● Dataset records
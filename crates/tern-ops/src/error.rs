use miette::Diagnostic;
use thiserror::Error;

use tern_core::error::ConstraintError;
use tern_core::lockfile::LockfileError;
use tern_core::solution::SolutionError;
use tern_resolver::ResolveError;
use tern_util::errors::TernError;

use crate::installer::InstallError;

/// Failure of a lock or sync operation.
#[derive(Debug, Error, Diagnostic)]
pub enum SyncError {
    #[error(transparent)]
    #[diagnostic(transparent)]
    Resolve(#[from] ResolveError),

    #[error(transparent)]
    #[diagnostic(transparent)]
    Lockfile(#[from] LockfileError),

    #[error(transparent)]
    #[diagnostic(transparent)]
    Constraint(#[from] ConstraintError),

    #[error(transparent)]
    #[diagnostic(transparent)]
    Solution(#[from] SolutionError),

    #[error(transparent)]
    #[diagnostic(transparent)]
    Install(#[from] InstallError),

    #[error("cannot read environment at {path}: {message}")]
    #[diagnostic(help("Recreate the environment, or remove its install record"))]
    Environment { path: String, message: String },

    #[error(transparent)]
    #[diagnostic(transparent)]
    Tern(#[from] TernError),
}

impl From<std::io::Error> for SyncError {
    fn from(e: std::io::Error) -> Self {
        SyncError::Tern(TernError::Io(e))
    }
}
use miette::Diagnostic;
use thiserror::Error;

/// A malformed version, specifier, marker, or requirement string.
///
/// Constraint errors are never retried: the input must be fixed.
#[derive(Debug, Clone, Error, Diagnostic, PartialEq, Eq)]
pub enum ConstraintError {
    #[error("invalid version `{input}`: {reason}")]
    Version { input: String, reason: String },

    #[error("invalid version specifier `{input}`: {reason}")]
    #[diagnostic(help("Specifiers look like `>=2.25, <3`"))]
    Specifier { input: String, reason: String },

    #[error("invalid marker `{input}`: {reason}")]
    #[diagnostic(help("Markers look like `python_version >= \"3.9\" and sys_platform == \"linux\"`"))]
    Marker { input: String, reason: String },

    #[error("invalid requirement `{input}`: {reason}")]
    Requirement { input: String, reason: String },

    #[error("invalid package name `{0}`")]
    Name(String),
}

● WHAT NEEDS TO BE DONE
Your answer should be the lines of the records that include the word "help".

● YOUR RESPONSE
    #[diagnostic(help("Recreate the environment, or remove its install record"))]
    #[diagnostic(help("Specifiers look like `>=2.25, <3`"))]
    #[diagnostic(help("Markers look like `python_version >= \"3.9\" and sys_platform == \"linux\"`"))]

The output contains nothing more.